The line containing "let correct = Zip::from(&predicted)" marks the end: restate word for word every line from the first line of the entries below through that one.

───── Records for this task ─────

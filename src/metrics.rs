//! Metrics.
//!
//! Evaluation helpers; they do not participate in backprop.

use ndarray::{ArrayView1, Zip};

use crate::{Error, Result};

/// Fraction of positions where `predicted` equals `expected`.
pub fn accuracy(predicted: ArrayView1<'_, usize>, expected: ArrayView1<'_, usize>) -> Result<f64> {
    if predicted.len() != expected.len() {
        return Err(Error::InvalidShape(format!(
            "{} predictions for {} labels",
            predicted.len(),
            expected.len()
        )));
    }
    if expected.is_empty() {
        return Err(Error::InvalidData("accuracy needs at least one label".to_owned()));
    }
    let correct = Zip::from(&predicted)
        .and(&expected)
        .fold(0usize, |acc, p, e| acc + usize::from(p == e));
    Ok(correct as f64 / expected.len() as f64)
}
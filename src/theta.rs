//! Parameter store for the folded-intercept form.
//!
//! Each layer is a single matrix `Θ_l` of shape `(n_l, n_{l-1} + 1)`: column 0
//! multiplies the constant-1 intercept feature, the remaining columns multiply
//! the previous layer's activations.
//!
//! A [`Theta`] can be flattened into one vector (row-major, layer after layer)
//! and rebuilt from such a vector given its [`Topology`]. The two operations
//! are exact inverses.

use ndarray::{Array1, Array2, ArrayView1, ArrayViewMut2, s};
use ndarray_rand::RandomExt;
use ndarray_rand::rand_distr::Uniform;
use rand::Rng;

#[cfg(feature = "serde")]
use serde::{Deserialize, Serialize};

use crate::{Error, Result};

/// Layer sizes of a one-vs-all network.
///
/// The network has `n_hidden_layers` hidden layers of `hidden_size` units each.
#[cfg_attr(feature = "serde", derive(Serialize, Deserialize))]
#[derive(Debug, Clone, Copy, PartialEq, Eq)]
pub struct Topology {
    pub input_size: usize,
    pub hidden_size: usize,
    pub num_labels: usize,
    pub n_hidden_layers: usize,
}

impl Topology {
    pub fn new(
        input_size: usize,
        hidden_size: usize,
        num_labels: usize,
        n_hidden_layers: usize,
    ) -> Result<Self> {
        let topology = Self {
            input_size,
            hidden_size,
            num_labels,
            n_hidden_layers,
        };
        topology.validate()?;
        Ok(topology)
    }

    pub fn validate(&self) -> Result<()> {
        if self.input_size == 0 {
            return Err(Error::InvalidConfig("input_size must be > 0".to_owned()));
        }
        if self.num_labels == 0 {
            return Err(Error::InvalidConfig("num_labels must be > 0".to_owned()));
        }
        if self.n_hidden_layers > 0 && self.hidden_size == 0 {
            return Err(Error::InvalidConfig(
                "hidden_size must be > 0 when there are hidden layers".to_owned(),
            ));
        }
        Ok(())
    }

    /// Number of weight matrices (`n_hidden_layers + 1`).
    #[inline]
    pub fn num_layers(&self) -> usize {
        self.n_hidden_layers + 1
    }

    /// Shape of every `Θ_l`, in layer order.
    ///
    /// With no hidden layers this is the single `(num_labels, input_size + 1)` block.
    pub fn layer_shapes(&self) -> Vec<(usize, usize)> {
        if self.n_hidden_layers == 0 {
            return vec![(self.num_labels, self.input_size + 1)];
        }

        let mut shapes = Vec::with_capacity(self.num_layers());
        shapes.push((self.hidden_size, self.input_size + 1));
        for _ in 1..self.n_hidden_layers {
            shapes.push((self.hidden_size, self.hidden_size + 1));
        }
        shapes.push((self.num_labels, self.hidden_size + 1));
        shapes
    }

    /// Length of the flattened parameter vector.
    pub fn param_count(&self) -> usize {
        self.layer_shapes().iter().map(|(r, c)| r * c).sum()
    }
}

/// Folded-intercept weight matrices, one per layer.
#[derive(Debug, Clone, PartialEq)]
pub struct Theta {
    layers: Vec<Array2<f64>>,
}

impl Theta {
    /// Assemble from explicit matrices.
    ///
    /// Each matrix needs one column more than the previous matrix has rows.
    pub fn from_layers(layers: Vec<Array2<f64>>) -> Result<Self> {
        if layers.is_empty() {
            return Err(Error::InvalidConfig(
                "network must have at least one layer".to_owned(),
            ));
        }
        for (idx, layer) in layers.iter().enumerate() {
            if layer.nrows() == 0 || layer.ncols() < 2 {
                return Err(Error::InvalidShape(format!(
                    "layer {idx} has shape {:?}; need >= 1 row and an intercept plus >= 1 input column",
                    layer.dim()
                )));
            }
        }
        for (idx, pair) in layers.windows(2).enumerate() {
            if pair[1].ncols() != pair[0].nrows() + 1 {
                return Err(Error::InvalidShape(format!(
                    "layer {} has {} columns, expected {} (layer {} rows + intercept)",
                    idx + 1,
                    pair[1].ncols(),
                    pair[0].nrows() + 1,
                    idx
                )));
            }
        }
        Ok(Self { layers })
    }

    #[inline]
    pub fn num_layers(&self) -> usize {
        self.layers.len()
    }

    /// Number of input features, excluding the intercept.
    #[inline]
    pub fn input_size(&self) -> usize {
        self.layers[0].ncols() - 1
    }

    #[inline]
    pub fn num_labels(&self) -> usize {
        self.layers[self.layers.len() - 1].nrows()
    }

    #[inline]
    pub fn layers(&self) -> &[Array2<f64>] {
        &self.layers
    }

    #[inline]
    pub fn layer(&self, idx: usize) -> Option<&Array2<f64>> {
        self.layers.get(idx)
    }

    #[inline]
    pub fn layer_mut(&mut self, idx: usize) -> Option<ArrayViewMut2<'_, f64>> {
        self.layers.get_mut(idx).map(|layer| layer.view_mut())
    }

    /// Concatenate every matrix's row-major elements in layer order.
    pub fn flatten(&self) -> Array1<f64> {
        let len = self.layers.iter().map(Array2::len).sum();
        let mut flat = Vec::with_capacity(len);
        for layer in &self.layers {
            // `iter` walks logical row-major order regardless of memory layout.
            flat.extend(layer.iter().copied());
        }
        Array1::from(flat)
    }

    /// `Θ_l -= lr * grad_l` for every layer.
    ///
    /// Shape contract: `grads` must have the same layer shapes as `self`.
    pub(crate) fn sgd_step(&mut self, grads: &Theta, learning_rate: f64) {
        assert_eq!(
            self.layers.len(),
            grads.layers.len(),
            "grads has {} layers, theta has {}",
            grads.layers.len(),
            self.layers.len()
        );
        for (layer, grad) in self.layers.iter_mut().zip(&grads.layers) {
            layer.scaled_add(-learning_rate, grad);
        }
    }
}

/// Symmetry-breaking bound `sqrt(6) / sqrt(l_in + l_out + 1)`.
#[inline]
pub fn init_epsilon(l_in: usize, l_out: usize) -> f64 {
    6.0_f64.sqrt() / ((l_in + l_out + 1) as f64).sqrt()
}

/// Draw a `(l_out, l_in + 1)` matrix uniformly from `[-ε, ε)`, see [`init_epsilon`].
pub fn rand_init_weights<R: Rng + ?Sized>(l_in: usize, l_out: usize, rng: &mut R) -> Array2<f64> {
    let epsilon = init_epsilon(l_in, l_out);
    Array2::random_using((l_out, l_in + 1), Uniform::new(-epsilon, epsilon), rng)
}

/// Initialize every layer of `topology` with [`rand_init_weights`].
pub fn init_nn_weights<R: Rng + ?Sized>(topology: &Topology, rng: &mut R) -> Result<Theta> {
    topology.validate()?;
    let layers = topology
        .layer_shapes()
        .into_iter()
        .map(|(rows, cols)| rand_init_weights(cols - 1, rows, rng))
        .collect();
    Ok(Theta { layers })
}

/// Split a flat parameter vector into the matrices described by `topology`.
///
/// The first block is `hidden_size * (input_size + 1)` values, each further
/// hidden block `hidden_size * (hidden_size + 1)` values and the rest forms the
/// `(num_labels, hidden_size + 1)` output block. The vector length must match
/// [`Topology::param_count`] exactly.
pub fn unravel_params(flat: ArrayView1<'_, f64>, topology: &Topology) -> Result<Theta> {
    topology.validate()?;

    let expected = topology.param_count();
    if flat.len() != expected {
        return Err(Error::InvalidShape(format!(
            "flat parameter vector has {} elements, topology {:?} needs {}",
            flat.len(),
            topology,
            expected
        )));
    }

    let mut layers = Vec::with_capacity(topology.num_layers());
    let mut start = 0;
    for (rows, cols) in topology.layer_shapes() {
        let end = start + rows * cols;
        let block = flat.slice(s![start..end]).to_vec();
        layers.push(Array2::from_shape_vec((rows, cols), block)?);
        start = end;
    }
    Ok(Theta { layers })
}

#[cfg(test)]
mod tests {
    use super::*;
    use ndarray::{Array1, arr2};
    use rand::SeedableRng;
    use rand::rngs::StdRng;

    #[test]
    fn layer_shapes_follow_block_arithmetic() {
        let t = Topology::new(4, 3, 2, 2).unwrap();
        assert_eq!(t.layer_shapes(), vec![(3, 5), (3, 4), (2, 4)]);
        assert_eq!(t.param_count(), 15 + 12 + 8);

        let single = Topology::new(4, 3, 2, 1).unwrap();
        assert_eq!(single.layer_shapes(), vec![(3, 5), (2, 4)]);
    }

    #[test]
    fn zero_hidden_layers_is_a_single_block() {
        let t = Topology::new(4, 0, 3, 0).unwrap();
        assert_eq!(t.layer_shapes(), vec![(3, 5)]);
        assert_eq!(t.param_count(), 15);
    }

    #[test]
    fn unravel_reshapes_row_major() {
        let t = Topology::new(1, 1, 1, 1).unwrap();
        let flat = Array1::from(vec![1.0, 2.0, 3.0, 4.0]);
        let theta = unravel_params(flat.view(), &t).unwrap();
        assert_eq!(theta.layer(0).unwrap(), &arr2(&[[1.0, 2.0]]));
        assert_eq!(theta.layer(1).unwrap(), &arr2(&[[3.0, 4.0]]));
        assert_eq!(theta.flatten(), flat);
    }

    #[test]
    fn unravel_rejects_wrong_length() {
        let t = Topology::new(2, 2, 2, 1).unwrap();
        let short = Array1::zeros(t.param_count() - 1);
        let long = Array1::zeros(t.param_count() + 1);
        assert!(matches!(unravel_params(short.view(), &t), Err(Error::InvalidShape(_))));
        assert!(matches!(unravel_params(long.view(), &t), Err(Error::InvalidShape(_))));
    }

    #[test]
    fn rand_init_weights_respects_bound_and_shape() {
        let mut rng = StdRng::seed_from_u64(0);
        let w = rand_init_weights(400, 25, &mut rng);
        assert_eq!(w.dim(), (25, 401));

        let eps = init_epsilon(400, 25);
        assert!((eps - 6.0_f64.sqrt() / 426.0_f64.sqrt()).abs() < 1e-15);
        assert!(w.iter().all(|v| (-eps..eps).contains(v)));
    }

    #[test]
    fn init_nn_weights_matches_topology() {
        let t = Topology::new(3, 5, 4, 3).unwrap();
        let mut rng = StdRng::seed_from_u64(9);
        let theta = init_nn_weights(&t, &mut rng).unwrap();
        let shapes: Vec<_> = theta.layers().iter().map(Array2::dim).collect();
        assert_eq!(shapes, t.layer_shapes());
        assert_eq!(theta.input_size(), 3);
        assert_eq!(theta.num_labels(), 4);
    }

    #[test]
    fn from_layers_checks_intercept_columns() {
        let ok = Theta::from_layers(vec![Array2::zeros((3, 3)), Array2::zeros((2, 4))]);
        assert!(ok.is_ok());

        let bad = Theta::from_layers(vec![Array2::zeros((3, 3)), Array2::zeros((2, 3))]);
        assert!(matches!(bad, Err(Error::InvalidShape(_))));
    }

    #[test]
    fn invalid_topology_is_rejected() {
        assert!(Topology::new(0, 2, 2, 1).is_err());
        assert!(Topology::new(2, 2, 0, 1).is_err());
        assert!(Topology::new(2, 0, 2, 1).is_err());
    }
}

─────

— Written solution —
filename src/metrics.rs
//! Metrics.
//!
//! Evaluation helpers; they do not participate in backprop.

use ndarray::{ArrayView1, Zip};

use crate::{Error, Result};

/// Fraction of positions where `predicted` equals `expected`.
pub fn accuracy(predicted: ArrayView1<'_, usize>, expected: ArrayView1<'_, usize>) -> Result<f64> {
    if predicted.len() != expected.len() {
        return Err(Error::InvalidShape(format!(
            "{} predictions for {} labels",
            predicted.len(),
            expected.len()
        )));
    }
    if expected.is_empty() {
        return Err(Error::InvalidData("accuracy needs at least one label".to_owned()));
    }
    let correct = Zip::from(&predicted)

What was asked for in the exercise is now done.